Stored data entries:
== Segment start ==
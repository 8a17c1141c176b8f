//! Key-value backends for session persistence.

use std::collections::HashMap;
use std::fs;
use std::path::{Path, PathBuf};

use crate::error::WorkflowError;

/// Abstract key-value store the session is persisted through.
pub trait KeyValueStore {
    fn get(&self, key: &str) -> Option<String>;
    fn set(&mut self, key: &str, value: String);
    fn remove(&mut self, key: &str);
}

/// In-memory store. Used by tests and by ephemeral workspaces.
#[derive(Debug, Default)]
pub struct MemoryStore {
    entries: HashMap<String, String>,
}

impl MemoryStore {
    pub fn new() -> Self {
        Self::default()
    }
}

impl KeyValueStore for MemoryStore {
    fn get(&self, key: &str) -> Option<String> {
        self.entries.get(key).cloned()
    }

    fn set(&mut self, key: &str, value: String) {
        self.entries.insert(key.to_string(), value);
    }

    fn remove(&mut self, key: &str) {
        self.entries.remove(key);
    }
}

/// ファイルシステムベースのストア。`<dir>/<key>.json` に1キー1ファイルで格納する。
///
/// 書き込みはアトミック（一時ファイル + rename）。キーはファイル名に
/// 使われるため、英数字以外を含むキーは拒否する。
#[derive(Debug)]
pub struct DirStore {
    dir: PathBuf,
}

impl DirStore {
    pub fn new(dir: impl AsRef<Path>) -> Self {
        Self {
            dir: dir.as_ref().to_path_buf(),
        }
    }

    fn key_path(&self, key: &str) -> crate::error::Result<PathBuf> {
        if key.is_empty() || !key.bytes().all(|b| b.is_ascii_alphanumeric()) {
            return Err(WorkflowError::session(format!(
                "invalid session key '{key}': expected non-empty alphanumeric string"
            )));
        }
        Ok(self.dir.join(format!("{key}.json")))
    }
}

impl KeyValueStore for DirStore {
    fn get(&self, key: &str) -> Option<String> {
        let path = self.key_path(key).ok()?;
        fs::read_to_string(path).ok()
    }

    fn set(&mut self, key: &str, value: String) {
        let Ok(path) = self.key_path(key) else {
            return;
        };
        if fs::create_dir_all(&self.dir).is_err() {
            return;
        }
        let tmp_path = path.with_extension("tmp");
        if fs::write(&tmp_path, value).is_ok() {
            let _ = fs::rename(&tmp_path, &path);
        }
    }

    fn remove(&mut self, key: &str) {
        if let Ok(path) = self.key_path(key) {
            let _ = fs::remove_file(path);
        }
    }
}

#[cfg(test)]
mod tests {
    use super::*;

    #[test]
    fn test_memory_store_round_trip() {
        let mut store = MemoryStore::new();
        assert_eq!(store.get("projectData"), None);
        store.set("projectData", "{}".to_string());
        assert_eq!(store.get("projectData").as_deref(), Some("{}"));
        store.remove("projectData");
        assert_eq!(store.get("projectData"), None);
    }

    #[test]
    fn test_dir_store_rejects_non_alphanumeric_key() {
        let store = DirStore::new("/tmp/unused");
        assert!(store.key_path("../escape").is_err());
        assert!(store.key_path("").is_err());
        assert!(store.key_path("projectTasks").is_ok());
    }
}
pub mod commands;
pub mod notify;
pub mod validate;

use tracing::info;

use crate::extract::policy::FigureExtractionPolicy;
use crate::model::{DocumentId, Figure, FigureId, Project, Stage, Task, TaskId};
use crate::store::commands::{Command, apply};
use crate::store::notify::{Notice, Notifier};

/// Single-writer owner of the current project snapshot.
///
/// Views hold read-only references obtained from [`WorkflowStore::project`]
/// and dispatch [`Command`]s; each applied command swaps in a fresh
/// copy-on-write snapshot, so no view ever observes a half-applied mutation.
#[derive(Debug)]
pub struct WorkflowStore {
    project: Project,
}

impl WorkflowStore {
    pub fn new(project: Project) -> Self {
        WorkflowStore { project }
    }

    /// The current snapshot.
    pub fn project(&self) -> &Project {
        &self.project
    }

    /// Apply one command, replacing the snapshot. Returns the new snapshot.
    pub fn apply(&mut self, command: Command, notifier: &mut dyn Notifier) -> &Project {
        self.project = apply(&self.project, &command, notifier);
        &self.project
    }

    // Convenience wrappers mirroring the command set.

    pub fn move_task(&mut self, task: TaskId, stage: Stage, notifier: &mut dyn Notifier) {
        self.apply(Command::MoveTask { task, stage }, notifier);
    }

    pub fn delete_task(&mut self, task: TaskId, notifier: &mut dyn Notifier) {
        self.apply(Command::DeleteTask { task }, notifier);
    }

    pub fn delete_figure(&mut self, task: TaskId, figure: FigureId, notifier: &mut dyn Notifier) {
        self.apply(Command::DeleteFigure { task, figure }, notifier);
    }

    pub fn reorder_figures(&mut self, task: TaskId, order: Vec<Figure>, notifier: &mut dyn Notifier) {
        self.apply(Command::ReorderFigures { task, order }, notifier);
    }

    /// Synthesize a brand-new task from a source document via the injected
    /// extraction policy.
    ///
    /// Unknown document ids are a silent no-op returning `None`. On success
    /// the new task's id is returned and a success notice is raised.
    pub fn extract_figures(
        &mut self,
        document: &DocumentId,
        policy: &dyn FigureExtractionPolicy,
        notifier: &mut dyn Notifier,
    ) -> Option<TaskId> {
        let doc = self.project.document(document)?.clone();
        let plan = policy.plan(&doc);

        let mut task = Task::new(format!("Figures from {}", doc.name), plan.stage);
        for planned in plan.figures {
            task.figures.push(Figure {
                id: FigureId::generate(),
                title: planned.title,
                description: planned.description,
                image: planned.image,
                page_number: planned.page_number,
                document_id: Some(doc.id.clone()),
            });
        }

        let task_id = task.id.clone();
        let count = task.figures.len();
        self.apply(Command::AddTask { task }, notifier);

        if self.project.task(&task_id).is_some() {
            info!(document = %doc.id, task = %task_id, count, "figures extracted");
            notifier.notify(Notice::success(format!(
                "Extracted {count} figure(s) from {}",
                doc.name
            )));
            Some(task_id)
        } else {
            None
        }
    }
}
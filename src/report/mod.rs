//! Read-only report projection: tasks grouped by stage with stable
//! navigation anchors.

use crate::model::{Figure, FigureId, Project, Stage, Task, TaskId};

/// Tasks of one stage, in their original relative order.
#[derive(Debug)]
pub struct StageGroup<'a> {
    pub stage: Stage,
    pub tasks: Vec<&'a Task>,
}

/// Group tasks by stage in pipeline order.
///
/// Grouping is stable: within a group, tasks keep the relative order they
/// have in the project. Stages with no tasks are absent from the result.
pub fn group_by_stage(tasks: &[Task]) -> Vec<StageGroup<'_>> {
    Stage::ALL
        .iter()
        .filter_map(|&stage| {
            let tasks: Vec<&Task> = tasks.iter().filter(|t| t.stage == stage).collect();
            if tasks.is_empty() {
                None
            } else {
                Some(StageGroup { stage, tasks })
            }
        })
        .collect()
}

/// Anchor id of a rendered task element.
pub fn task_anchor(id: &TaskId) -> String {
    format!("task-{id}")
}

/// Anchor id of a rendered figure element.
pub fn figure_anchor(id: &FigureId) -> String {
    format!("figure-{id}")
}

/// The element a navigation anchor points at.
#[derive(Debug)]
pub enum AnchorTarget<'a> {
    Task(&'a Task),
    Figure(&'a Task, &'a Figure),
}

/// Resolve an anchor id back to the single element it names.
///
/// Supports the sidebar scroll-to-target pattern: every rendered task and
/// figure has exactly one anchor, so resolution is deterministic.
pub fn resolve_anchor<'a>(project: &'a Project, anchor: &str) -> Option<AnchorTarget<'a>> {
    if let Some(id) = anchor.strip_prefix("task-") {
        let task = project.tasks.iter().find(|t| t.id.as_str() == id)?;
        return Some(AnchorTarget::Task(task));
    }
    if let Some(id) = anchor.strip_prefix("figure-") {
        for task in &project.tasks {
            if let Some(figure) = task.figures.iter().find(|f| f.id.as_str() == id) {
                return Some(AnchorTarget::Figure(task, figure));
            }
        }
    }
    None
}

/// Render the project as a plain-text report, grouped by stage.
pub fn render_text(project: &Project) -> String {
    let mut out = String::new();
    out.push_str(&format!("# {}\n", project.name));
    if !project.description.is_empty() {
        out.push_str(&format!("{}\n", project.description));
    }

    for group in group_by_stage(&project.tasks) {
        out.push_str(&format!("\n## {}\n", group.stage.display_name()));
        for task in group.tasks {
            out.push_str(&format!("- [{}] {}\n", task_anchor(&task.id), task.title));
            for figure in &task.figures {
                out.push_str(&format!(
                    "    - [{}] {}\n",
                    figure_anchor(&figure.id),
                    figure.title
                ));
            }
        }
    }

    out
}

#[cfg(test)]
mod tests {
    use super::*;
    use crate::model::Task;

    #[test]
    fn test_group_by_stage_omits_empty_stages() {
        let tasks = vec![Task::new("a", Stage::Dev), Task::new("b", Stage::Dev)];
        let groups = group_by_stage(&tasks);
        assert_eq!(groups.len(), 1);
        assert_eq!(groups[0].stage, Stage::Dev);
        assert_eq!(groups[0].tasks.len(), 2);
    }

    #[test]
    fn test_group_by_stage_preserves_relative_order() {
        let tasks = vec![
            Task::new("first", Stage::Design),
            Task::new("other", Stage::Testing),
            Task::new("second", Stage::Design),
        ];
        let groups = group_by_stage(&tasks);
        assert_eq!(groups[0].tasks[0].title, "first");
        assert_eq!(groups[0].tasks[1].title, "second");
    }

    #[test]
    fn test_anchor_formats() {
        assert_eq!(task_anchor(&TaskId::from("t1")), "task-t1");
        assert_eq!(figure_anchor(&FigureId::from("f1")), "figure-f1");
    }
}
== Segment end ==
#### Your instructions
Starting with the line with "return Some(AnchorTarget::Figure(task, figure));" above and going on through the line with "for figure in", transcribe every line exactly, both ends included, and add nothing.

#### Task answer
                return Some(AnchorTarget::Figure(task, figure));
            }
        }
    }
    None
}

/// Render the project as a plain-text report, grouped by stage.
pub fn render_text(project: &Project) -> String {
    let mut out = String::new();
    out.push_str(&format!("# {}\n", project.name));
    if !project.description.is_empty() {
        out.push_str(&format!("{}\n", project.description));
    }

    for group in group_by_stage(&project.tasks) {
        out.push_str(&format!("\n## {}\n", group.stage.display_name()));
        for task in group.tasks {
            out.push_str(&format!("- [{}] {}\n", task_anchor(&task.id), task.title));
            for figure in &task.figures {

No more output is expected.